[Stored data]
★ ★ ★ ★

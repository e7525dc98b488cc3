use crate::data::DataSlot;
use crate::path::AbsolutePath;

/// Deep-clones `data` and drops every top-level key that none of `paths`
/// reads.
///
/// A key survives when some path anchored at the element's index has a
/// relative part whose first segment is that key. Matching is per segment,
/// not per character: `customer.name` keeps `customer` but not
/// `customerName`. A bare `%n%` anchor keeps its element whole, and the
/// empty path list (match-all) keeps everything.
pub fn prune_paths(paths: &[String], data: &[DataSlot]) -> Vec<DataSlot> {
    if paths.is_empty() {
        return data.to_vec();
    }

    let anchored: Vec<AbsolutePath> = paths
        .iter()
        .filter_map(|path| AbsolutePath::parse(path).ok())
        .collect();

    data.iter()
        .enumerate()
        .map(|(index, slot)| {
            slot.as_ref().map(|object| {
                let mut copy = object.clone_object();
                let heads: Vec<&str> = anchored
                    .iter()
                    .filter_map(AbsolutePath::indexed)
                    .filter(|(at, _)| *at == index)
                    .map(|(_, relative)| relative.split('.').next().unwrap_or(relative))
                    .collect();
                if heads.iter().any(|head| head.is_empty()) {
                    return copy;
                }
                for key in copy.keys() {
                    if !heads.contains(&key.as_str()) {
                        copy.remove_key(&key);
                    }
                }
                copy
            })
        })
        .collect()
}
use crate::data::{DataObject, Value};
use std::fmt;

/// One entry of a resolution result.
///
/// Values read through a relative path are owned; whole data objects (from an
/// empty data path or a bare `%n%` anchor) are borrowed from the data array
/// for as long as the caller holds the result.
#[derive(Debug, Clone)]
pub enum Resolved<'d> {
    Value(Value),
    Object(&'d dyn DataObject),
}

impl Resolved<'_> {
    pub fn null() -> Self {
        Resolved::Value(Value::Null)
    }

    pub fn is_undefined(&self) -> bool {
        matches!(self, Resolved::Value(Value::Undefined))
    }

    /// Nullish, or a duck-typed `length` of zero.
    pub fn is_empty(&self) -> bool {
        match self {
            Resolved::Value(value) => value.is_empty(),
            Resolved::Object(object) => object.length() == Some(0),
        }
    }

    pub fn as_value(&self) -> Option<&Value> {
        match self {
            Resolved::Value(value) => Some(value),
            Resolved::Object(_) => None,
        }
    }

    /// Owned copy; borrowed objects are converted through their JSON form.
    pub fn to_value(&self) -> Value {
        match self {
            Resolved::Value(value) => value.clone(),
            Resolved::Object(object) => Value::from(object.to_json()),
        }
    }
}

impl PartialEq for Resolved<'_> {
    fn eq(&self, other: &Self) -> bool {
        self.to_value() == other.to_value()
    }
}

impl From<Value> for Resolved<'_> {
    fn from(value: Value) -> Self {
        Resolved::Value(value)
    }
}

impl fmt::Display for Resolved<'_> {
    fn fmt(&self, f: &mut fmt::Formatter<'_>) -> fmt::Result {
        match self {
            Resolved::Value(value) => write!(f, "{}", value),
            Resolved::Object(object) => write!(f, "{}", object.to_json()),
        }
    }
}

★ ★ ★ ★

PROBLEM DETAILS ->
Out of the entries above, write out only the lines between the line holding "objects (from an" and the line holding "pub enum Resolved<'d>", inclusive, each exactly as given.

RESULT OF THE EXERCISE ->
/// Values read through a relative path are owned; whole data objects (from an
/// empty data path or a bare `%n%` anchor) are borrowed from the data array
/// for as long as the caller holds the result.
#[derive(Debug, Clone)]
pub enum Resolved<'d> {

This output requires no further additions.